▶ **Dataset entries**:
++++++++++

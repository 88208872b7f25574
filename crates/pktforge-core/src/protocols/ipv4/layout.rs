use std::ops::Range;

pub const VERSION_AND_IHL_OFFSET: usize = 0;
pub const TOS_OFFSET: usize = 1;
pub const TOTAL_LENGTH_RANGE: Range<usize> = 2..4;
pub const IDENTIFICATION_RANGE: Range<usize> = 4..6;
pub const FLAGS_AND_FRAGMENT_OFFSET_RANGE: Range<usize> = 6..8;
pub const TTL_OFFSET: usize = 8;
pub const PROTOCOL_OFFSET: usize = 9;
pub const HEADER_CHECKSUM_RANGE: Range<usize> = 10..12;
pub const SRC_ADDR_RANGE: Range<usize> = 12..16;
pub const DST_ADDR_RANGE: Range<usize> = 16..20;
pub const OPTIONS_OFFSET: usize = 20;

pub const MIN_HEADER_LEN: usize = 20;
pub const MAX_HEADER_LEN: usize = 60;
pub const ALIGNMENT: usize = 4;

pub const VERSION_MASK: u8 = 0xf0;
pub const VERSION_SHIFT: u32 = 4;
pub const IHL_MASK: u8 = 0x0f;
pub const RESERVED_FLAG_MASK: u16 = 0x8000;
pub const DONT_FRAGMENT_MASK: u16 = 0x4000;
pub const MORE_FRAGMENT_MASK: u16 = 0x2000;
pub const FRAGMENT_OFFSET_MASK: u16 = 0x1fff;

pub const VERSION_BITS: u32 = 4;
pub const IHL_BITS: u32 = 4;
pub const FRAGMENT_OFFSET_BITS: u32 = 13;

pub const IPV4_VERSION: u8 = 4;
pub const DEFAULT_TTL: u8 = 64;

pub const OPTION_TYPE_OFFSET: usize = 0;
pub const OPTION_LENGTH_OFFSET: usize = 1;
pub const OPTION_MIN_LEN: usize = 2;
pub const OPTION_LENGTH_BITS: u32 = 8;
pub const ROUTE_OPTION_MIN_LEN: usize = 3;
pub const TIMESTAMP_OPTION_MIN_LEN: usize = 4;
pub const STREAM_ID_OPTION_LEN: usize = 4;
pub const ROUTER_ALERT_OPTION_LEN: usize = 4;
pub const TIMESTAMP_OVERFLOW_MASK: u8 = 0xf0;
pub const TIMESTAMP_FLAG_MASK: u8 = 0x0f;
pub const TIMESTAMP_OVERFLOW_BITS: u32 = 4;
pub const TIMESTAMP_FLAG_BITS: u32 = 4;
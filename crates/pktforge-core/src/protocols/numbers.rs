//! Well-known protocol codes used as fields and dispatch keys.

use crate::named_number;

named_number! {
    /// IPv4 protocol / IPv6 next header (IANA "Assigned Internet Protocol Numbers").
    pub struct IpNumber(u8) {
        ICMPV4 = 1 => "ICMPv4",
        IGMP = 2 => "IGMP",
        IPV4 = 4 => "IPv4",
        TCP = 6 => "TCP",
        UDP = 17 => "UDP",
        IPV6 = 41 => "IPv6",
        GRE = 47 => "GRE",
        ESP = 50 => "ESP",
        AH = 51 => "AH",
        ICMPV6 = 58 => "ICMPv6",
        SCTP = 132 => "SCTP",
    }
}

named_number! {
    pub struct TcpPort(u16) {
        FTP_DATA = 20 => "FTP Data",
        FTP = 21 => "FTP",
        SSH = 22 => "SSH",
        TELNET = 23 => "Telnet",
        SMTP = 25 => "SMTP",
        DOMAIN = 53 => "DNS",
        HTTP = 80 => "HTTP",
        BGP = 179 => "BGP",
        HTTPS = 443 => "HTTPS",
    }
}

named_number! {
    pub struct UdpPort(u16) {
        DOMAIN = 53 => "DNS",
        BOOTPS = 67 => "BOOTP Server",
        BOOTPC = 68 => "BOOTP Client",
        NTP = 123 => "NTP",
        SNMP = 161 => "SNMP",
        GTP_C = 2123 => "GTP-C",
        GTP_U = 2152 => "GTP-U",
        MDNS = 5353 => "mDNS",
    }
}

named_number! {
    /// Link-layer header types (tcpdump DLT values).
    pub struct DataLinkType(u16) {
        EN10MB = 1 => "Ethernet",
        RAW = 101 => "Raw IP",
        IEEE802_11 = 105 => "IEEE 802.11",
        IEEE802_11_RADIO = 127 => "Radiotap",
    }
}

named_number! {
    /// 802.11 frame kind, `type << 4 | subtype`.
    pub struct Dot11FrameType(u8) {
        ASSOCIATION_REQUEST = 0x00 => "Association request",
        ASSOCIATION_RESPONSE = 0x01 => "Association response",
        REASSOCIATION_REQUEST = 0x02 => "Reassociation request",
        REASSOCIATION_RESPONSE = 0x03 => "Reassociation response",
        PROBE_REQUEST = 0x04 => "Probe request",
        PROBE_RESPONSE = 0x05 => "Probe response",
        TIMING_ADVERTISEMENT = 0x06 => "Timing Advertisement",
        BEACON = 0x08 => "Beacon",
        ATIM = 0x09 => "ATIM",
        DISASSOCIATION = 0x0a => "Disassociation",
        AUTHENTICATION = 0x0b => "Authentication",
        DEAUTHENTICATION = 0x0c => "Deauthentication",
        ACTION = 0x0d => "Action",
        ACTION_NO_ACK = 0x0e => "Action No Ack",
        BLOCK_ACK_REQUEST = 0x18 => "Block Ack Request",
        BLOCK_ACK = 0x19 => "Block Ack",
        PS_POLL = 0x1a => "PS-Poll",
        RTS = 0x1b => "RTS",
        CTS = 0x1c => "CTS",
        ACK = 0x1d => "ACK",
        DATA = 0x20 => "Data",
        NULL = 0x24 => "Null (no data)",
        QOS_DATA = 0x28 => "QoS Data",
        QOS_NULL = 0x2c => "QoS Null (no data)",
    }
}

named_number! {
    pub struct Dot11InformationElementId(u8) {
        SSID = 0 => "SSID",
        SUPPORTED_RATES = 1 => "Supported Rates",
        DSSS_PARAMETER_SET = 3 => "DSSS Parameter Set",
        TIM = 5 => "TIM",
        COUNTRY = 7 => "Country",
        REQUEST = 10 => "Request",
        BSS_LOAD = 11 => "BSS Load",
        POWER_CAPABILITY = 33 => "Power Capability",
        SUPPORTED_CHANNELS = 36 => "Supported Channels",
        HT_CAPABILITIES = 45 => "HT Capabilities",
        RSN = 48 => "RSN",
        EXTENDED_SUPPORTED_RATES = 50 => "Extended Supported Rates",
        HT_OPERATION = 61 => "HT Operation",
        EXTENDED_CAPABILITIES = 127 => "Extended Capabilities",
        VENDOR_SPECIFIC = 221 => "Vendor Specific",
    }
}

named_number! {
    pub struct DnsResourceRecordType(u16) {
        A = 1 => "A",
        NS = 2 => "NS",
        MD = 3 => "MD",
        MF = 4 => "MF",
        CNAME = 5 => "CNAME",
        SOA = 6 => "SOA",
        MB = 7 => "MB",
        MG = 8 => "MG",
        MR = 9 => "MR",
        NULL = 10 => "NULL",
        WKS = 11 => "WKS",
        PTR = 12 => "PTR",
        HINFO = 13 => "HINFO",
        MINFO = 14 => "MINFO",
        MX = 15 => "MX",
        TXT = 16 => "TXT",
        AAAA = 28 => "AAAA",
        SRV = 33 => "SRV",
        OPT = 41 => "OPT",
        ANY = 255 => "ANY",
    }
}

named_number! {
    pub struct DnsClass(u16) {
        IN = 1 => "Internet",
        CS = 2 => "CSNET",
        CH = 3 => "Chaos",
        HS = 4 => "Hesiod",
        NONE = 254 => "NONE",
        ANY = 255 => "ANY",
    }
}

named_number! {
    pub struct DnsOpCode(u8) {
        QUERY = 0 => "Query",
        IQUERY = 1 => "Inverse Query",
        STATUS = 2 => "Status",
        NOTIFY = 4 => "Notify",
        UPDATE = 5 => "Update",
    }
}

named_number! {
    pub struct DnsRCode(u8) {
        NO_ERROR = 0 => "No Error",
        FORM_ERR = 1 => "Format Error",
        SERV_FAIL = 2 => "Server Failure",
        NX_DOMAIN = 3 => "Non-Existent Domain",
        NOT_IMP = 4 => "Not Implemented",
        REFUSED = 5 => "Query Refused",
        YX_DOMAIN = 6 => "Name Exists when it should not",
        YX_RR_SET = 7 => "RR Set Exists when it should not",
        NX_RR_SET = 8 => "RR Set that should exist does not",
        NOT_AUTH = 9 => "Not Authorized",
        NOT_ZONE = 10 => "Name not contained in zone",
    }
}

named_number! {
    pub struct GtpV1MessageType(u8) {
        ECHO_REQUEST = 1 => "Echo Request",
        ECHO_RESPONSE = 2 => "Echo Response",
        ERROR_INDICATION = 26 => "Error Indication",
        SUPPORTED_EXTENSION_HEADERS_NOTIFICATION = 31 => "Supported Extension Headers Notification",
        END_MARKER = 254 => "End Marker",
        G_PDU = 255 => "G-PDU",
    }
}

named_number! {
    pub struct GtpV1ExtensionHeaderType(u8) {
        NO_MORE_EXTENSION_HEADERS = 0x00 => "No more extension headers",
        MBMS_SUPPORT_INDICATION = 0x01 => "MBMS support indication",
        MS_INFO_CHANGE_REPORTING_SUPPORT_INDICATION = 0x02 => "MS Info Change Reporting support indication",
        SERVICE_CLASS_INDICATOR = 0x20 => "Service Class Indicator",
        UDP_PORT = 0x40 => "UDP Port",
        RAN_CONTAINER = 0x81 => "RAN Container",
        LONG_PDCP_PDU_NUMBER = 0x82 => "Long PDCP PDU Number",
        XW_RAN_CONTAINER = 0x83 => "Xw RAN Container",
        NR_RAN_CONTAINER = 0x84 => "NR RAN Container",
        PDU_SESSION_CONTAINER = 0x85 => "PDU Session Container",
        PDCP_PDU_NUMBER = 0xc0 => "PDCP PDU Number",
        SUSPEND_REQUEST = 0xc1 => "Suspend Request",
        SUSPEND_RESPONSE = 0xc2 => "Suspend Response",
    }
}

named_number! {
    pub struct Ssh2MessageNumber(u8) {
        DISCONNECT = 1 => "SSH_MSG_DISCONNECT",
        IGNORE = 2 => "SSH_MSG_IGNORE",
        UNIMPLEMENTED = 3 => "SSH_MSG_UNIMPLEMENTED",
        DEBUG = 4 => "SSH_MSG_DEBUG",
        SERVICE_REQUEST = 5 => "SSH_MSG_SERVICE_REQUEST",
        SERVICE_ACCEPT = 6 => "SSH_MSG_SERVICE_ACCEPT",
        KEXINIT = 20 => "SSH_MSG_KEXINIT",
        NEWKEYS = 21 => "SSH_MSG_NEWKEYS",
        KEXDH_INIT = 30 => "SSH_MSG_KEXDH_INIT",
        KEXDH_REPLY = 31 => "SSH_MSG_KEXDH_REPLY",
        USERAUTH_REQUEST = 50 => "SSH_MSG_USERAUTH_REQUEST",
        USERAUTH_FAILURE = 51 => "SSH_MSG_USERAUTH_FAILURE",
        USERAUTH_SUCCESS = 52 => "SSH_MSG_USERAUTH_SUCCESS",
        USERAUTH_BANNER = 53 => "SSH_MSG_USERAUTH_BANNER",
        GLOBAL_REQUEST = 80 => "SSH_MSG_GLOBAL_REQUEST",
        CHANNEL_OPEN = 90 => "SSH_MSG_CHANNEL_OPEN",
        CHANNEL_DATA = 94 => "SSH_MSG_CHANNEL_DATA",
        CHANNEL_CLOSE = 97 => "SSH_MSG_CHANNEL_CLOSE",
    }
}

named_number! {
    pub struct IpV4OptionType(u8) {
        END_OF_OPTION_LIST = 0 => "End of Option List",
        NO_OPERATION = 1 => "No Operation",
        RECORD_ROUTE = 7 => "Record Route",
        TIMESTAMP = 68 => "Internet Timestamp",
        TRACEROUTE = 82 => "Traceroute",
        SECURITY = 130 => "Security",
        LOOSE_SOURCE_ROUTING = 131 => "Loose Source Route",
        EXTENDED_SECURITY = 133 => "Extended Security",
        STREAM_ID = 136 => "Stream ID",
        STRICT_SOURCE_ROUTING = 137 => "Strict Source Route",
        ROUTER_ALERT = 148 => "Router Alert",
    }
}

named_number! {
    pub struct TcpOptionKind(u8) {
        END_OF_OPTION_LIST = 0 => "End of Option List",
        NO_OPERATION = 1 => "No Operation",
        MAXIMUM_SEGMENT_SIZE = 2 => "Maximum Segment Size",
        WINDOW_SCALE = 3 => "Window Scale",
        SACK_PERMITTED = 4 => "SACK Permitted",
        SACK = 5 => "SACK",
        TIMESTAMPS = 8 => "Timestamps",
        MD5_SIGNATURE = 19 => "MD5 Signature Option",
        USER_TIMEOUT = 28 => "User Timeout Option",
        TCP_AO = 29 => "TCP Authentication Option",
        FAST_OPEN = 34 => "TCP Fast Open Cookie",
    }
}

#[cfg(test)]
mod tests {
    use super::*;

    #[test]
    fn display_includes_name() {
        assert_eq!(IpNumber::TCP.to_string(), "6 (TCP)");
        assert_eq!(UdpPort(40000).to_string(), "40000 (unknown)");
        assert_eq!(Dot11FrameType::BEACON.name(), "Beacon");
    }
}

++++++++++

▶ **Work instruction**: Return all lines in the entries above that carry the word "IpNumber".

▶ **Answer to this exercise**:
    pub struct IpNumber(u8) {
        assert_eq!(IpNumber::TCP.to_string(), "6 (TCP)");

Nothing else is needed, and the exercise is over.